Scheduler and Polling quits after some minutes, hours, or days

JDRoberts · June 14, 2015, 3:34pm

Hmmm…my Hue bridge shows no activity for several days and my hue bulbs never get their status updated if they are controlled by anything outside ST. This breaks the Big Switch I’ve been using.

@sidjohn1 suggests this might be another example of Sudden Scheduler Death Syndrome, as the Hue Connect smartapp runs a scheduled poll of the Hue Bridge which has apparently stopped at my house.

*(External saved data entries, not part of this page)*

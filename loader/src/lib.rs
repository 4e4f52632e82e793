//! Filesystem loading and orchestration for Redis schema files.
//!
//! This crate drives the full pipeline: discover schema files in a
//! directory, parse them, order them by declared dependencies, register
//! their script blocks, rewrite keys with the configured prefix, and
//! execute everything through a [`CommandExecutor`] supplied by the
//! caller.
//!
//! [`CommandExecutor`]: redis_schema_engine::CommandExecutor
//!
//! # Quick start
//!
//! ```no_run
//! use redis_schema_engine::RecordingExecutor;
//! use redis_schema_loader::{LoadOptions, SchemaLoader};
//!
//! let options = LoadOptions::load("load-options.yml").unwrap();
//! let loader = SchemaLoader::new(options);
//!
//! let mut executor = RecordingExecutor::default();
//! let run = loader.load_dir("schemas/", &mut executor).unwrap();
//!
//! println!(
//!     "{}: {} commands, {} errors",
//!     run.report.outcome(),
//!     run.report.commands_executed,
//!     run.report.error_count,
//! );
//! ```

mod config;
mod error;
mod loader;
mod report;

pub use config::LoadOptions;
pub use error::{LoaderError, Result};
pub use loader::{LoadRun, SchemaLoader};
pub use report::{FileReport, LoadOutcome, LoadReport};
//! Data model for parsed schema files and load results.
//!
//! These types are produced by the parser and consumed by the dependency
//! resolver, the prefix rewriter, and the execution engine. They are
//! serde-derived so parse results and execution reports can round-trip
//! through JSON.

use std::collections::BTreeMap;

use serde::{Deserialize, Serialize};

/// Default number of commands submitted per pipelined batch.
pub const DEFAULT_BATCH_SIZE: usize = 100;

/// A single store command: an ordered, non-empty token sequence.
///
/// The first token is the command verb. Verbs are matched
/// case-insensitively; every token is a literal value needing no further
/// parsing downstream.
///
/// # Examples
///
/// ```
/// use redis_schema_core::Command;
///
/// let cmd = Command::new(vec!["set".into(), "user:1".into(), "alice".into()]).unwrap();
/// assert_eq!(cmd.verb(), "SET");
/// assert_eq!(cmd.tokens().len(), 3);
/// ```
#[derive(Debug, Clone, PartialEq, Eq, Serialize, Deserialize)]
pub struct Command {
    tokens: Vec<String>,
}

impl Command {
    /// Creates a command from tokens. Returns `None` for an empty token list.
    pub fn new(tokens: Vec<String>) -> Option<Self> {
        if tokens.is_empty() {
            None
        } else {
            Some(Self { tokens })
        }
    }

    /// The command verb (first token), normalized to upper case.
    pub fn verb(&self) -> String {
        self.tokens[0].to_uppercase()
    }

    /// All tokens, verb included.
    pub fn tokens(&self) -> &[String] {
        &self.tokens
    }

    /// The tokens after the verb.
    pub fn args(&self) -> &[String] {
        &self.tokens[1..]
    }

    /// Consumes the command, returning its tokens.
    pub fn into_tokens(self) -> Vec<String> {
        self.tokens
    }

    /// Renders the command as a single line, quoting tokens that contain
    /// whitespace.
    ///
    /// # Examples
    ///
    /// ```
    /// use redis_schema_core::Command;
    ///
    /// let cmd = Command::new(vec!["SET".into(), "k".into(), "two words".into()]).unwrap();
    /// assert_eq!(cmd.display_line(), "SET k \"two words\"");
    /// ```
    pub fn display_line(&self) -> String {
        self.tokens
            .iter()
            .map(|t| {
                if t.chars().any(char::is_whitespace) {
                    format!("\"{t}\"")
                } else {
                    t.clone()
                }
            })
            .collect::<Vec<_>>()
            .join(" ")
    }
}

/// Metadata declared at the top of a schema file.
///
/// All fields have defaults, so a file with no metadata markers parses to
/// `version: 1`, empty description, no dependencies.
#[derive(Debug, Clone, PartialEq, Eq, Serialize, Deserialize)]
pub struct Metadata {
    /// Schema format version (>= 1).
    pub version: u32,
    /// Free-text description.
    pub description: String,
    /// Base names of schema files this file depends on, in declaration order.
    pub dependencies: Vec<String>,
}

impl Default for Metadata {
    fn default() -> Self {
        Self {
            version: 1,
            description: String::new(),
            dependencies: Vec::new(),
        }
    }
}

/// A named server-side script extracted out of the command stream.
#[derive(Debug, Clone, PartialEq, Eq, Serialize, Deserialize)]
pub struct ScriptBlock {
    /// Script name as declared after the `SCRIPT:` tag.
    pub name: String,
    /// Verbatim script source between the block markers.
    pub body: String,
    /// Identifier of the file the block came from.
    pub source: String,
}

/// A parsed schema file: metadata, commands, and script blocks.
///
/// Created once per load by [`parse`](crate::parse) and immutable
/// thereafter. The `name` (base name of the source) keys dependency
/// resolution.
#[derive(Debug, Clone, Serialize, Deserialize)]
pub struct SchemaFile {
    /// Base name (source file stem) used in `dependencies:` declarations.
    pub name: String,
    /// Full source identifier (path or label) for diagnostics.
    pub source: String,
    /// Declared metadata with defaults applied.
    pub metadata: Metadata,
    /// Commands in declaration order.
    pub commands: Vec<Command>,
    /// Script blocks in declaration order.
    pub scripts: Vec<ScriptBlock>,
}

impl SchemaFile {
    /// Derives the base name from a source identifier: the final path
    /// segment with any extension removed.
    ///
    /// # Examples
    ///
    /// ```
    /// use redis_schema_core::SchemaFile;
    ///
    /// assert_eq!(SchemaFile::base_name("schemas/users.schema"), "users");
    /// assert_eq!(SchemaFile::base_name("orders"), "orders");
    /// ```
    pub fn base_name(source: &str) -> String {
        let segment = source
            .rsplit(['/', '\\'])
            .next()
            .unwrap_or(source);
        match segment.rsplit_once('.') {
            Some((stem, _)) if !stem.is_empty() => stem.to_string(),
            _ => segment.to_string(),
        }
    }
}

/// One failed command inside an execution result.
#[derive(Debug, Clone, PartialEq, Eq, Serialize, Deserialize)]
pub struct CommandFailure {
    /// Zero-based position of the command in the file's parsed sequence.
    pub index: usize,
    /// The command as a display line.
    pub command: String,
    /// Error text reported by the collaborator.
    pub error: String,
}

/// Outcome of executing one file's command list.
///
/// Distinguishes "nothing was attempted" (dry run reports only
/// `commands_planned`), "atomically rejected" (transaction mode,
/// `commands_executed` stays 0), and "partially applied" (pipeline mode
/// with some failed batches).
#[derive(Debug, Clone, Default, PartialEq, Eq, Serialize, Deserialize)]
pub struct ExecutionResult {
    /// Whether every submitted command succeeded.
    pub succeeded: bool,
    /// Commands actually executed against the store.
    pub commands_executed: usize,
    /// Commands that would run (dry-run reporting).
    pub commands_planned: usize,
    /// Total failed commands.
    pub error_count: usize,
    /// One entry per failed command, in submission order.
    pub errors: Vec<CommandFailure>,
}

impl ExecutionResult {
    /// A successful empty result (zero commands).
    pub fn empty() -> Self {
        Self {
            succeeded: true,
            ..Default::default()
        }
    }
}

/// Caller-supplied configuration for one load invocation.
///
/// Read-only for the duration of a load. `variables` feed the template
/// substitutor at parse time; `prefix` feeds the key rewriter at execute
/// time.
///
/// # Examples
///
/// ```
/// use redis_schema_core::LoadConfig;
///
/// let config = LoadConfig::default();
/// assert_eq!(config.batch_size, 100);
/// assert!(!config.use_transactions);
/// assert!(config.prefix.is_none());
/// ```
#[derive(Debug, Clone, PartialEq, Eq, Serialize, Deserialize)]
#[serde(default)]
pub struct LoadConfig {
    /// Namespace prefix applied to every key-bearing token.
    pub prefix: Option<String>,
    /// Template variables substituted into `${NAME}` markers.
    pub variables: BTreeMap<String, String>,
    /// Commands per pipelined batch.
    pub batch_size: usize,
    /// Submit each file as one atomic transaction instead of pipelining.
    pub use_transactions: bool,
    /// Report what would run without touching the store.
    pub dry_run: bool,
    /// Treat a `SCRIPT:` block with no terminator as a parse failure
    /// instead of falling back to ordinary command text.
    pub strict_scripts: bool,
}

impl Default for LoadConfig {
    fn default() -> Self {
        Self {
            prefix: None,
            variables: BTreeMap::new(),
            batch_size: DEFAULT_BATCH_SIZE,
            use_transactions: false,
            dry_run: false,
            strict_scripts: false,
        }
    }
}

impl LoadConfig {
    /// The prefix as a `&str`, empty when unset.
    pub fn prefix_str(&self) -> &str {
        self.prefix.as_deref().unwrap_or("")
    }
}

brbeaird · June 14, 2015, 5:10pm

SDSS affects us all. Tragic.

Both of my schedules died last night around that same time. Must have been a rough patch over in the ST servers. Otherwise, it’s been pretty solid having my monitor job restarting them. In case anyone’s curious, here’s my version of the RainMachine that runs a monitor schedule for the polling: GitHub - brbeaird/SmartThings_RainMachine at schedulerFix

I’ll probably try and add some of copyninja’s latest MyQ smartapp modifictions that have it subscribing to things like sunrise/sunset as well as multisensors as events that can restart the refresh polling scheduler.

tgauchat · June 14, 2015, 7:28pm

Is this an industry wide affliction?

Calendar service providers never seem to fail to issue a scheduled event alert on time, every time.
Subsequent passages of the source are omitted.